Audio By Carbonatix
Spain won a knockout match at the men's World Cup for the first time in 16 years, cruising past Austria in Los Angeles to reach the last 16.
After 36 minutes of gradually increasing pressure, Spain finally took the lead when Marc Cucurella's low cross was swept home from 12 yards by Mikel Oyarzabal.
They deservedly doubled their lead in the 66th minute when patient build-up ended in right-back Pedro Porro charging into the box to head home Alex Baena's cross.
And a crushing victory was sealed as Cucurella and Oyarzabal combined again with a minute remaining. The new Real Madrid left-back played a perfect through-ball for the striker to slide home his fourth goal of the tournament.
Having been frustrated for the opening half an hour of the last-32 tie, Spain thought they had the lead when Cucurella smashed home a half-cleared corner - but it was disallowed as Pau Cubarsi was harshly judged to have fouled Austria keeper Alexander Schlager.
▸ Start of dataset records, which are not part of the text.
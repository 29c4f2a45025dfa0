// =============================================================================
// METRICS MODULE
// =============================================================================
// This module sets up Prometheus metrics for observability.
//
// LEARNING NOTES:
// - Prometheus uses a "pull" model - it scrapes /metrics endpoint
// - Metrics have types: Counter, Gauge, Histogram, Summary
// - Labels add dimensions to metrics (e.g., endpoint="/api/v1/products")
// - Without an installed recorder (unit tests) every call is a no-op
// =============================================================================

use anyhow::Result;
use metrics::{counter, describe_counter, describe_gauge, describe_histogram, gauge, histogram};
use metrics_exporter_prometheus::{Matcher, PrometheusBuilder, PrometheusHandle};

// =============================================================================
// METRIC NAMES (Constants)
// =============================================================================

/// HTTP request counter
/// Labels: method, endpoint, status
pub const HTTP_REQUESTS_TOTAL: &str = "http_requests_total";

/// HTTP request duration histogram
/// Labels: method, endpoint
pub const HTTP_REQUEST_DURATION_SECONDS: &str = "http_request_duration_seconds";

/// Row store call duration histogram
/// Labels: operation (list/insert/update), collection, outcome (ok/error)
pub const STORE_OPERATION_DURATION_SECONDS: &str = "store_operation_duration_seconds";

/// Products currently shown in the inventory view
pub const CATALOG_PRODUCTS: &str = "catalog_products";

/// Payment order creation attempts
/// Labels: status (success/failed)
pub const PAYMENT_ORDERS_TOTAL: &str = "payment_orders_total";

/// Total revenue computed by the last dashboard refresh
pub const DASHBOARD_REVENUE: &str = "dashboard_revenue";

// =============================================================================
// SETUP FUNCTION
// =============================================================================
/// Initialize the Prometheus recorder and return the handle used by /metrics
pub fn setup_metrics() -> Result<PrometheusHandle> {
    // 1ms .. 10s, suitable for HTTP and row store latency
    let latency_buckets = &[
        0.001, 0.005, 0.01, 0.025, 0.05, 0.1, 0.25, 0.5, 1.0, 2.5, 5.0, 10.0,
    ];

    let handle = PrometheusBuilder::new()
        .set_buckets_for_metric(
            Matcher::Full(HTTP_REQUEST_DURATION_SECONDS.to_string()),
            latency_buckets,
        )?
        .set_buckets_for_metric(
            Matcher::Full(STORE_OPERATION_DURATION_SECONDS.to_string()),
            latency_buckets,
        )?
        .install_recorder()?;

    describe_counter!(
        HTTP_REQUESTS_TOTAL,
        "Total number of HTTP requests received"
    );

    describe_histogram!(
        HTTP_REQUEST_DURATION_SECONDS,
        "HTTP request latency in seconds"
    );

    describe_histogram!(
        STORE_OPERATION_DURATION_SECONDS,
        "Row store call latency in seconds"
    );

    describe_gauge!(
        CATALOG_PRODUCTS,
        "Number of products in the inventory view"
    );

    describe_counter!(
        PAYMENT_ORDERS_TOTAL,
        "Total number of payment order creation attempts"
    );

    describe_gauge!(
        DASHBOARD_REVENUE,
        "Total revenue in major currency units at the last dashboard refresh"
    );

    Ok(handle)
}

// =============================================================================
// HELPER FUNCTIONS
// =============================================================================

/// Record an HTTP request
///
/// # Arguments
/// * `method` - HTTP method (GET, POST, etc.)
/// * `endpoint` - Route pattern (/api/v1/products/:id/status)
/// * `status` - Response status code
/// * `duration_secs` - Request duration in seconds
pub fn record_http_request(method: &str, endpoint: &str, status: u16, duration_secs: f64) {
    counter!(
        HTTP_REQUESTS_TOTAL,
        "method" => method.to_string(),
        "endpoint" => endpoint.to_string(),
        "status" => status.to_string()
    )
    .increment(1);

    histogram!(
        HTTP_REQUEST_DURATION_SECONDS,
        "method" => method.to_string(),
        "endpoint" => endpoint.to_string()
    )
    .record(duration_secs);
}

/// Record a row store call duration, failed calls included
pub fn record_store_op(operation: &str, collection: &str, ok: bool, duration_secs: f64) {
    let outcome = if ok { "ok" } else { "error" };
    histogram!(
        STORE_OPERATION_DURATION_SECONDS,
        "operation" => operation.to_string(),
        "collection" => collection.to_string(),
        "outcome" => outcome
    )
    .record(duration_secs);
}

pub fn set_product_count(count: usize) {
    gauge!(CATALOG_PRODUCTS).set(count as f64);
}

/// Record a payment order attempt
pub fn record_payment_order(success: bool) {
    let status = if success { "success" } else { "failed" };
    counter!(PAYMENT_ORDERS_TOTAL, "status" => status.to_string()).increment(1);
}

pub fn set_dashboard_revenue(revenue: f64) {
    gauge!(DASHBOARD_REVENUE).set(revenue);
}
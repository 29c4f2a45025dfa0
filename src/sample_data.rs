// =============================================================================
// SAMPLE DATA PROVIDER
// =============================================================================
// Synthetic revenue series shown when there are too few real orders to draw a
// meaningful chart. Purely decorative: the numbers mean nothing.
//
// value(i) = max(0, BASE + TREND * sin(i * PI / 3) + VOLATILITY * u)
// with u drawn uniformly from [-1, 1].
// =============================================================================

use std::f64::consts::PI;

use chrono::NaiveDate;
use rand::rngs::StdRng;
use rand::{Rng, SeedableRng};

use crate::dashboard::weekday_labels;
use crate::models::ChartPoint;

const BASE: f64 = 25_000.0;
const VOLATILITY: f64 = 8_000.0;
const TREND: f64 = 6_000.0;

pub trait SampleDataProvider: Send + Sync + 'static {
    /// Seven points labelled with the seven days ending at `today`
    fn series(&self, today: NaiveDate) -> Vec<ChartPoint>;
}

fn generate<R: Rng>(rng: &mut R, today: NaiveDate) -> Vec<ChartPoint> {
    weekday_labels(today)
        .into_iter()
        .enumerate()
        .map(|(i, label)| {
            let trend = TREND * (i as f64 * PI / 3.0).sin();
            let noise = VOLATILITY * rng.gen_range(-1.0..=1.0);
            ChartPoint::new(label, (BASE + trend + noise).max(0.0).round())
        })
        .collect()
}

/// Fresh randomness on every call; each render may differ
#[derive(Debug, Default, Clone, Copy)]
pub struct RandomSampleData;

impl SampleDataProvider for RandomSampleData {
    fn series(&self, today: NaiveDate) -> Vec<ChartPoint> {
        generate(&mut rand::thread_rng(), today)
    }
}

/// Same seed, same series
#[derive(Debug, Clone, Copy)]
pub struct SeededSampleData {
    pub seed: u64,
}

impl SampleDataProvider for SeededSampleData {
    fn series(&self, today: NaiveDate) -> Vec<ChartPoint> {
        generate(&mut StdRng::seed_from_u64(self.seed), today)
    }
}

#[cfg(test)]
mod tests {
    use super::*;

    fn today() -> NaiveDate {
        NaiveDate::from_ymd_opt(2026, 10, 16).unwrap()
    }

    #[test]
    fn test_seeded_series_is_reproducible() {
        let provider = SeededSampleData { seed: 7 };
        assert_eq!(provider.series(today()), provider.series(today()));
    }

    #[test]
    fn test_series_has_seven_labelled_non_negative_points() {
        let series = RandomSampleData.series(today());
        assert_eq!(series.len(), 7);
        // 2026-10-16 is a Friday
        assert_eq!(series.last().unwrap().label, "Fri");
        assert_eq!(series.first().unwrap().label, "Sat");
        for point in &series {
            assert!(point.value >= 0.0);
            assert!(point.value <= BASE + TREND + VOLATILITY);
        }
    }
}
Schlager's heroics prevented Spain from being out of sight by half-time, denying Oyarzabal with a fine low save to his left, shortly before the European champions took the lead.
He then made a brilliant double save, tipping Baena's free-kick on to the crossbar before blocking Lamine Yamal's fierce follow-up with his chest.
However, Spain continued to dominate after the restart to run out comfortable winners.
Austria, playing their first World Cup knockout fixture since 1954, came close when substitute Sasa Kalajdzic headed over with his first touch.
But they rarely threatened further, meaning Spain join Mexico in not conceding a goal in their first four 2026 World Cup matches.
Analysis: Dominant Spain show quality and threat
While Spain have been widely tipped as one of the World Cup favourites thanks to their raft of talent and impressive Euro 2024 triumph, they needed to put to bed a remarkably poor recent record.
Since winning the 2010 final, they had failed to win a World Cup knockout match - a group-stage exit in 2014 was then followed by defeat on penalties to Russia in 2018 and Morocco in 2022 in the last 16.
However, there was little risk of another early exit as they patiently broke down an Austria side who played much more conservatively than in the group stage to little avail.
Lamine Yamal has not posted the goal or assist numbers that many of his world-class peers have done during this tournament, but showed his quality throughout by tormenting makeshift Austrian left-back Konrad Laimer.
The 18-year-old was denied what would have been a deserved goal late on, when David Alaba blocked his effort on the line.
But after only having 16 shots on target in their three group games - the 15th-most of any team - Spain fired in 10 here to show their threat and are clearly warming to this World Cup at just the right time.